Laurel Miller, director of the International Crisis Group’s Asia program, tells NPR via email: “Even if the military leadership suggested it would move forward on repatriation as a way of burnishing its image, it’s unlikely that Rohingya would be willing to return in a context in which the repression by the military overall is going up, not down.”

The coup puts the Rohingya in a difficult position, says Wai Wai Nu, a human rights activist and former political prisoner who is Rohingya. While the Rohingya would rather see a democratically elected leader in place, no government has adequately addressed their needs, she explains.

“I do not think military dictatorship is the solution,” she says. But “the Aung San Suu Kyi government was not easy to work with [and] did not do anything to protect the Rohingya.”

“We had a lot of hopes”

Civilian rule under Suu Kyi and her National League for Democracy proved disappointing to the Rohingya, says Yasmin Ullah, a Rohingya social justice activist based in Canada.

“Initially, we had a lot of hopes when the NLD won their first term” in 2015, she says. “But as the time goes by, we realized that the civilian government was never going to work with us.”

After the Tatmadaw’s crackdown on the Rohingya in 2017, Suu Kyi, a Nobel Peace Prize laureate, stayed infamously silent — even in the face of international pressure. She went on to defend the military against accusations of genocidal crimes, including murder and gang rape, at the International Court of Justice in 2019.

During the Hague hearing, Suu Kyi admitted the military had used “disproportionate force” in 2017, but insisted the world had an “incomplete and misleading picture” of the Rohingya situation.

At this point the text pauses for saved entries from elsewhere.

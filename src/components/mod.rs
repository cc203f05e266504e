//! UI Components
//!
//! Screens and reusable widgets.

mod add_course;
mod add_template;
mod change_password;
pub(crate) mod course_fields;
mod course_orders;
mod dashboard;
mod default_settings;
mod delete_confirm_button;
mod edit_course;
mod edit_profile;
mod edit_template;
mod lesson_editor;
mod logo_management;
mod main_categories;
mod manage_users;
mod navbar;
mod pagination;
mod sidebar;
mod sub_categories;
mod toast;
mod view_courses;
mod view_payments;
mod view_templates;

pub use add_course::AddCourse;
pub use add_template::AddTemplate;
pub use change_password::ChangePassword;
pub use course_orders::CourseOrders;
pub use dashboard::Dashboard;
pub use default_settings::DefaultSettings;
pub use delete_confirm_button::DeleteConfirmButton;
pub use edit_course::EditCourse;
pub use edit_profile::EditProfile;
pub use edit_template::EditTemplate;
pub use lesson_editor::LessonEditor;
pub use logo_management::LogoManagement;
pub use main_categories::MainCategories;
pub use manage_users::ManageUsers;
pub use navbar::Navbar;
pub use pagination::Pagination;
pub use sidebar::Sidebar;
pub use sub_categories::SubCategories;
pub use toast::ToastHost;
pub use view_courses::ViewCourses;
pub use view_payments::ViewPayments;
pub use view_templates::ViewTemplates;

use wasm_bindgen::JsCast;

// ========================
// Event Plumbing Helpers
// ========================

/// Current value of the `<input>` behind an event
pub(crate) fn input_value(ev: &web_sys::Event) -> String {
    ev.target()
        .and_then(|t| t.dyn_into::<web_sys::HtmlInputElement>().ok())
        .map(|input| input.value())
        .unwrap_or_default()
}

/// Current value of the `<textarea>` behind an event
pub(crate) fn textarea_value(ev: &web_sys::Event) -> String {
    ev.target()
        .and_then(|t| t.dyn_into::<web_sys::HtmlTextAreaElement>().ok())
        .map(|area| area.value())
        .unwrap_or_default()
}

/// Current value of the `<select>` behind an event
pub(crate) fn select_value(ev: &web_sys::Event) -> String {
    ev.target()
        .and_then(|t| t.dyn_into::<web_sys::HtmlSelectElement>().ok())
        .map(|select| select.value())
        .unwrap_or_default()
}

/// First file picked in the `<input type="file">` behind an event
pub(crate) fn picked_file(ev: &web_sys::Event) -> Option<web_sys::File> {
    ev.target()
        .and_then(|t| t.dyn_into::<web_sys::HtmlInputElement>().ok())
        .and_then(|input| input.files())
        .and_then(|files| files.get(0))
}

Even though working with Suu Kyi’s government on issues such as repatriation was not easy, the situation is now “even worse” with the military in charge, Wai Wai Nu says, and has put Rohingya in an “extremely concerning and dangerous” situation. The “international community should put on every pressure they can” for Myanmar to face its “fundamental problems” and heal its political and ethnic crises, she says.

On Wednesday, President Biden announced U.S. sanctions targeting the coup leaders, their business interests and their close family. Some, including Gen. Min Aung Hlaing, were already subject to sanctions for the military’s treatment of the Rohingya.

“We’ll freeze U.S. assets that benefit the Burmese government, while maintaining support for health care, civil society groups and other areas that benefit the people of Burma directly,” Biden said.

The president also called for Suu Kyi’s release. Although the U.S. has made clear that humanitarian assistance to the Rohingya will continue, Biden did not mention the Rohingya in his remarks — something Yasmin Ullah says was “truly a missed opportunity to help emphasize the importance of acknowledging Rohingya as part of Myanmar.”